In the past decade, network approaches to psychological constructs have rapidly gained popularity and have seen a proliferation of psychometric techniques designed to estimate such networks from data. In this talk, I will review and critically evaluate this development. Networks are clearly a psychometric success story in terms of rate at which they have been adopted by the psychological research community, and offer powerful explorative data analysis tools and visualizations of complex multivariate dependencies. However, network analysis is also showing signs of developing some of the same problems that have plagued other psychometric methodologies in the past: unrealistic expectations of what data analysis can do in the first place and a lack of formalized theory that is powerful enough to guide model applications. This hampers the full realization of the potential of the network approach.
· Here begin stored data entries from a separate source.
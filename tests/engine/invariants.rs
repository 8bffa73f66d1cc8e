//! Integration tests for properties every saturation result must have
//!
//! Each output rule is full and guarded, and no output rule subsumes another.
//! Partial results cut short by the pop limit keep the same properties.

use gsat_engine::{Algorithm, Saturation, SaturationConfig, SaturationOutcome, Saturator};
use gsat_foundation::{Atom, Term};
use gsat_index::subsumes;
use gsat_rules::{Dependency, compute_guard};

fn atom(name: &str, vars: &[&str]) -> Atom {
    Atom::from_parts(name, vars.iter().map(|v| Term::var(*v)).collect())
}

const ALGORITHMS: [Algorithm; 3] = [
    Algorithm::Existential,
    Algorithm::Skolem,
    Algorithm::OrderedSkolem,
];

fn ontology() -> Vec<Dependency> {
    vec![
        Dependency::new(vec![atom("Person", &["x"])], vec![atom("hasParent", &["x", "y"])]),
        Dependency::new(
            vec![atom("hasParent", &["x", "y"])],
            vec![atom("Person", &["y"])],
        ),
        Dependency::new(
            vec![atom("hasParent", &["x", "y"]), atom("Person", &["y"])],
            vec![atom("HasPersonParent", &["x"])],
        ),
        Dependency::new(
            vec![atom("Employee", &["x"])],
            vec![atom("worksFor", &["x", "y"]), atom("Company", &["y"])],
        ),
        Dependency::new(
            vec![atom("worksFor", &["x", "y"]), atom("Company", &["y"])],
            vec![atom("Employed", &["x"])],
        ),
        Dependency::new(vec![atom("Employed", &["x"])], vec![atom("Person", &["x"])]),
        Dependency::new(
            vec![atom("Employed", &["x"]), atom("Retired", &["x"])],
            vec![Atom::bottom()],
        ),
    ]
}

fn chain(length: usize) -> Vec<Dependency> {
    (0..length)
        .flat_map(|i| {
            let role = format!("R{i}");
            let witness = format!("D{i}");
            [
                Dependency::new(
                    vec![atom(&format!("C{i}"), &["x"])],
                    vec![atom(&role, &["x", "y"]), atom(&witness, &["y"])],
                ),
                Dependency::new(
                    vec![atom(&role, &["x", "y"]), atom(&witness, &["y"])],
                    vec![atom(&format!("C{}", i + 1), &["x"])],
                ),
            ]
        })
        .collect()
}

fn assert_well_formed(result: &Saturation) {
    for rule in &result.full_rules {
        assert!(rule.is_full(), "non-full output rule {rule}");
        assert!(compute_guard(rule).is_ok(), "unguarded output rule {rule}");
    }
    for (i, a) in result.full_rules.iter().enumerate() {
        for (j, b) in result.full_rules.iter().enumerate() {
            if i != j {
                assert!(!subsumes(a, b), "{a} subsumes {b}");
            }
        }
    }
}

// =============================================================================
// Completed Runs
// =============================================================================

#[test]
fn ontology_output_is_guarded_and_minimal() {
    for algorithm in ALGORITHMS {
        let config = SaturationConfig::new().with_algorithm(algorithm);
        let result = Saturator::new(config).run(&ontology()).unwrap();
        assert!(result.is_complete());
        assert_well_formed(&result);
    }
}

#[test]
fn chain_output_is_guarded_and_minimal() {
    for algorithm in ALGORITHMS {
        let config = SaturationConfig::exhaustive().with_algorithm(algorithm);
        let result = Saturator::new(config).run(&chain(5)).unwrap();
        assert!(result.is_complete());
        assert_well_formed(&result);
    }
}

// =============================================================================
// Partial Runs
// =============================================================================

#[test]
fn pop_limit_stops_mid_fixpoint() {
    for algorithm in ALGORITHMS {
        let config = SaturationConfig::new().with_algorithm(algorithm).with_max_pops(3);
        let result = Saturator::new(config).run(&chain(4)).unwrap();
        assert_eq!(result.outcome, SaturationOutcome::PopLimitReached);
        assert!(!result.is_complete());
        assert_eq!(result.stats.pops, 3);
        assert!(!result.full_rules.is_empty());
        assert_well_formed(&result);
    }
}

#[test]
fn every_partial_result_is_guarded_and_minimal() {
    for algorithm in ALGORITHMS {
        let config = SaturationConfig::new().with_algorithm(algorithm);
        let complete = Saturator::new(config.clone()).run(&ontology()).unwrap();
        assert!(complete.is_complete());

        for limit in 0..complete.stats.pops {
            let result = Saturator::new(config.clone().with_max_pops(limit))
                .run(&ontology())
                .unwrap();
            assert_eq!(result.outcome, SaturationOutcome::PopLimitReached);
            assert_eq!(result.stats.pops, limit);
            assert_well_formed(&result);
        }

        let exact = Saturator::new(config.with_max_pops(complete.stats.pops))
            .run(&ontology())
            .unwrap();
        assert!(exact.is_complete());
        assert_eq!(exact.full_rules, complete.full_rules);
    }
}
I will outline a number of ways in which statistical network models can inform network theories of psychological phenomena in connection to recent attempts to create methodologies for theory formation.
about the speaker
Denny Borsboom is Professor of Psychological Methods and Director of the Social and Behavioural Data Science Centre at the University of Amsterdam. His work has focused on conceptual analyses of psychometric models, the measurement problem in psychology, and on substantive psychological research in a number of domains, including intelligence, personality, and psychopathology. He is the founder of the Psychosystems Project, which is dedicated to the development of network approaches to psychometric problems and the construction of statistical models; in addition, he directs the Theory Methods Lab, which focuses on the development of methodological tools designed to facilitate the development of formalized theories in psychology.